One solution for floating-point rasters is iterative, but mercifully quick. Let n be the number of data cells. The empirical cumulative distribution of values consists of all pairs (z, n(z)) where z is a value in the grid and n(z) is the number of cells in the grid with values less than or equal to z. We get a curve connecting (-infinity, 0) to (+infinity, n) out of the sequence of these vertices ordered by z. It thereby defines a function f, where (z, f(z)) always lies on the curve. You want to find a point (z0, 0.99*n) on this curve.

In other words, the task is to find a zero of f(z) - (1-0.01)*n.
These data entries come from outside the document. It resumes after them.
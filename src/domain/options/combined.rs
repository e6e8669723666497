//! 组合选项
//!
//! 将多个来源（如项目配置、预处理器配置、标签属性）的选项合并为一个 [`Options`]。
//!
//! 合并顺序（后者覆盖前者）：
//! 1. 默认值
//! 2. 不在优先级列表中的来源，靠前的来源优先
//! 3. 优先级列表中的来源，靠前的优先级最高

use std::ops::Deref;

use super::{OptionMap, OptionRules, Options, OptionsError};

#[derive(Debug, Clone)]
pub struct CombinedOptions {
    sources: Vec<(String, OptionMap)>,
    priority: Vec<String>,
    rules: OptionRules,
    active: Options,
}

impl CombinedOptions {
    pub fn new<I, S>(
        sources: Vec<(String, OptionMap)>,
        priority: I,
        rules: OptionRules,
    ) -> Result<Self, OptionsError>
    where
        I: IntoIterator<Item = S>,
        S: Into<String>,
    {
        let priority = check_priority(&sources, priority)?;
        let active = combine(&sources, &priority, &rules)?;

        Ok(Self {
            sources,
            priority,
            rules,
            active,
        })
    }

    pub fn priority(&self) -> &[String] {
        &self.priority
    }

    /// 设置新的优先级并重新合并；失败时保持原状态
    pub fn set_priority<I, S>(&mut self, priority: I) -> Result<(), OptionsError>
    where
        I: IntoIterator<Item = S>,
        S: Into<String>,
    {
        let priority = check_priority(&self.sources, priority)?;
        let active = combine(&self.sources, &priority, &self.rules)?;

        tracing::debug!("Options priority changed to {:?}", priority);

        self.priority = priority;
        self.active = active;
        Ok(())
    }

    pub fn source_names(&self) -> impl Iterator<Item = &str> + '_ {
        self.sources.iter().map(|(name, _)| name.as_str())
    }

    pub fn source(&self, name: &str) -> Option<&OptionMap> {
        self.sources
            .iter()
            .find(|(source, _)| source == name)
            .map(|(_, options)| options)
    }

    /// 当前生效的合并结果
    pub fn options(&self) -> &Options {
        &self.active
    }
}

impl Deref for CombinedOptions {
    type Target = Options;

    fn deref(&self) -> &Options {
        &self.active
    }
}

fn check_priority<I, S>(
    sources: &[(String, OptionMap)],
    priority: I,
) -> Result<Vec<String>, OptionsError>
where
    I: IntoIterator<Item = S>,
    S: Into<String>,
{
    let priority: Vec<String> = priority.into_iter().map(Into::into).collect();

    for value in &priority {
        if !sources.iter().any(|(name, _)| name == value) {
            let allowed = sources
                .iter()
                .map(|(name, _)| name.as_str())
                .collect::<Vec<_>>()
                .join(", ");
            return Err(OptionsError::UnknownPriority {
                value: value.clone(),
                allowed,
            });
        }
    }

    Ok(priority)
}

fn combine(
    sources: &[(String, OptionMap)],
    priority: &[String],
    rules: &OptionRules,
) -> Result<Options, OptionsError> {
    let mut merged = OptionMap::new();

    for (name, options) in sources.iter().rev() {
        if !priority.contains(name) {
            merged.extend(options.clone());
        }
    }

    for name in priority.iter().rev() {
        if let Some((_, options)) = sources.iter().find(|(source, _)| source == name) {
            merged.extend(options.clone());
        }
    }

    Options::new(merged, rules.clone())
}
Do this with any zero-finding routine (that can handle arbitrary functions: this one is not differentiable). The simplest, which is often efficient, is guess-and-check: initially you know z0 lies between the minimum value zMin and the maximum zMax. Guess any reasonable value strictly between these two. If the guess is too low, set zMin = z0; otherwise set zMax = z0. Now repeat. You will quickly converge to the solution; you're close enough when zMax and zMin are sufficiently close. To be conservative, choose the final value of zMin as the solution: it might pick up a few extra points that you can discard later. For more sophisticated approaches, see Chapter 9 of Numerical Recipes (the link goes to an older free version).

Looking back at this algorithm reveals you need to perform only two kinds of raster operations: (1) select all cells less than or equal to some target value and (2) count selected cells. Those are among the simplest and fastest operations around. (2) can be obtained as a zonal count or by reading one record from the attribute table of the selection grid.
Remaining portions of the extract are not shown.